Some of them are not very noticeable. According to NASA, on August 1 there was considerable activity on the earth-facing side of the sun: a C3-class solar flare, a solar tsunami, multiple filaments of magnetism lifting off the stellar surface, large-scale shaking of the solar corona, radio bursts.

The activity also included two coronal mass ejections (CME), one of which sparked a G-2 (on a scale of G-1 to G-5) magnetic storm on earth on August 3 that lasted 12 hours. Sounds ominous but it did little more than spark Northern Lights over Europe and North America.
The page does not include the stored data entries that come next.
//! Debugger script rendering
//!
//! Windows debuggers take extension commands prefixed with `!` and need the
//! managed extension loaded explicitly; unix debuggers run the commands as
//! written and only need to be told to quit.

use std::path::{Path, PathBuf};

use crate::common::Result;
use crate::dotnet::Platform;

/// Lines fed to the debugger before the analysis commands on Windows
const WINDOWS_UNLOAD: &str = ".unload sos";
const WINDOWS_DETACH: &str = ".detach";
const WINDOWS_QUIT: &str = "qq";
const UNIX_QUIT: &str = "exit";

/// Command that ends a session of the debugger of `platform`
pub fn quit_command(platform: Platform) -> &'static str {
    match platform {
        Platform::Windows => WINDOWS_QUIT,
        Platform::Unix => UNIX_QUIT,
    }
}

/// Ordered debugger commands for one session
#[derive(Debug, Clone, PartialEq, Eq)]
pub struct DebugScript {
    platform: Platform,
    lines: Vec<String>,
}

impl DebugScript {
    /// Render `commands` for the debugger of `platform`
    ///
    /// `extension` is the managed-debugging extension loaded on Windows; it is
    /// not referenced by unix scripts. An empty command list still yields a
    /// complete script.
    pub fn build<S: AsRef<str>>(platform: Platform, extension: &Path, commands: &[S]) -> Self {
        let lines = match platform {
            Platform::Windows => {
                let mut lines = Vec::with_capacity(commands.len() + 4);
                lines.push(WINDOWS_UNLOAD.to_string());
                lines.push(format!(".load {}", extension.display()));
                lines.extend(commands.iter().map(|c| format!("!{}", c.as_ref())));
                lines.push(WINDOWS_DETACH.to_string());
                lines.push(quit_command(platform).to_string());
                lines
            }
            Platform::Unix => {
                let mut lines: Vec<String> =
                    commands.iter().map(|c| c.as_ref().to_string()).collect();
                lines.push(quit_command(platform).to_string());
                lines
            }
        };
        Self { platform, lines }
    }

    pub fn platform(&self) -> Platform {
        self.platform
    }

    pub fn lines(&self) -> &[String] {
        &self.lines
    }

    /// File contents: one command per line
    pub fn to_text(&self) -> String {
        let mut text = self.lines.join("\n");
        text.push('\n');
        text
    }

    /// Write the script to `path`, creating parent directories
    pub async fn write_to(&self, path: &Path) -> Result<PathBuf> {
        if let Some(parent) = path.parent() {
            if !parent.as_os_str().is_empty() {
                tokio::fs::create_dir_all(parent).await?;
            }
        }
        tokio::fs::write(path, self.to_text()).await?;
        tracing::debug!("Wrote {} line debug script to {}", self.lines.len(), path.display());
        Ok(path.to_path_buf())
    }
}

#[cfg(test)]
mod tests {
    use super::*;

    const EXT: &str = r"C:\tools\sos\sos.dll";

    #[test]
    fn test_windows_script() {
        let script = DebugScript::build(Platform::Windows, Path::new(EXT), &["clrstack", "dumpheap -stat"]);
        assert_eq!(
            script.lines(),
            [
                ".unload sos",
                r".load C:\tools\sos\sos.dll",
                "!clrstack",
                "!dumpheap -stat",
                ".detach",
                "qq"
            ]
        );
        assert_eq!(script.platform(), Platform::Windows);
    }

    #[test]
    fn test_unix_script() {
        let script = DebugScript::build(Platform::Unix, Path::new(EXT), &["clrstack", "clrthreads"]);
        assert_eq!(script.lines(), ["clrstack", "clrthreads", "exit"]);
    }

    #[test]
    fn test_empty_commands() {
        let none: [&str; 0] = [];
        let windows = DebugScript::build(Platform::Windows, Path::new(EXT), &none);
        assert_eq!(windows.lines().len(), 4);
        assert_eq!(windows.lines()[3], "qq");

        let unix = DebugScript::build(Platform::Unix, Path::new(""), &none);
        assert_eq!(unix.lines(), ["exit"]);
    }

    #[test]
    fn test_build_is_repeatable() {
        let cmds = vec!["eeversion".to_string(), "clrmodules".to_string()];
        for platform in [Platform::Windows, Platform::Unix] {
            assert_eq!(
                DebugScript::build(platform, Path::new(EXT), &cmds),
                DebugScript::build(platform, Path::new(EXT), &cmds)
            );
        }
    }

    #[tokio::test]
    async fn test_write_one_line_per_command() {
        let dir = tempfile::tempdir().unwrap();
        let path = dir.path().join("scripts").join("dump.txt");
        let script = DebugScript::build(Platform::Unix, Path::new(""), &["clrstack"]);
        script.write_to(&path).await.unwrap();
        assert_eq!(std::fs::read_to_string(&path).unwrap(), "clrstack\nexit\n");
    }
}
The second is still on the way and, according to NOAA's Space Weather Prediction Center, may produce a major magnetic storm tomorrow.
Here's NASA's definition of a CME:
CMEs are large clouds of charged particles that are ejected from the sun over the course of several hours and can carry up to ten billion tons of plasma. They expand away from the sun at speeds as high as a million miles an hour. A CME can make the 93-million-mile journey to Earth in just two to four days. Stronger solar storms could cause adverse impacts to space-based assets and technological infrastructure on Earth.
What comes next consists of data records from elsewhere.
//! Plain-text, append-only invocation log
//!
//! One block per invocation:
//!
//! ```text
//! Run Command: <command line>
//! <stdout text>
//! <stderr text>
//! [Error Message:<message>]
//! [Stack Trace:
//! <trace>]
//! [Inner Exception:
//! <inner>]
//! <blank line>
//! ```

use std::path::Path;

use tokio::io::AsyncWriteExt;

use crate::common::Result;
use crate::process::{FailureCause, InvocationResult};

/// Header line that starts every invocation block
pub const ENTRY_HEADER: &str = "Run Command: ";

/// Render the log block for one invocation
pub fn format_entry(result: &InvocationResult) -> String {
    let mut block = String::new();
    block.push_str(ENTRY_HEADER);
    block.push_str(&result.command);
    block.push('\n');
    block.push_str(&result.stdout);
    block.push('\n');
    block.push_str(&result.stderr);
    block.push('\n');
    if let Some(cause) = &result.failure {
        push_failure(&mut block, cause);
    }
    block.push('\n');
    block
}

/// Render a block for a step that failed before producing a result
pub fn format_production_failure(cause: &FailureCause) -> String {
    let mut block = String::new();
    push_failure(&mut block, cause);
    block.push('\n');
    block
}

fn push_failure(block: &mut String, cause: &FailureCause) {
    block.push_str("Error Message:");
    block.push_str(&cause.message);
    block.push('\n');
    if let Some(trace) = &cause.backtrace {
        block.push_str("Stack Trace:\n");
        block.push_str(trace.trim_end());
        block.push('\n');
    }
    if !cause.chain.is_empty() {
        block.push_str("Inner Exception:\n");
        block.push_str(&cause.chain.join("\n"));
        block.push('\n');
    }
}

/// Append `text` to the log at `path`, creating the file and its directory
pub async fn append(path: &Path, text: &str) -> Result<()> {
    if let Some(parent) = path.parent() {
        if !parent.as_os_str().is_empty() {
            tokio::fs::create_dir_all(parent).await?;
        }
    }
    let mut file = tokio::fs::OpenOptions::new()
        .create(true)
        .append(true)
        .open(path)
        .await?;
    file.write_all(text.as_bytes()).await?;
    file.flush().await?;
    Ok(())
}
So what's my point? As I've said many times, risk is relative. For most of us, solar storms have no discernible effect, beyond putting on a natural light show. However, large scale storms have the capacity to damage power systems, disrupt communications, and degrade high-tech navigation systems. If you work with or rely on these systems, you should at least be aware of the potential impacts of solar storms. Monitoring solar activity might be cheap insurance.
My thanks to my friend and colleague, Regina Phelps, whose blog H1N1 (Swine Flu): If It’s Not One Thing, It’s Another…Solar Tsunami to Strike Earth, inspired this article!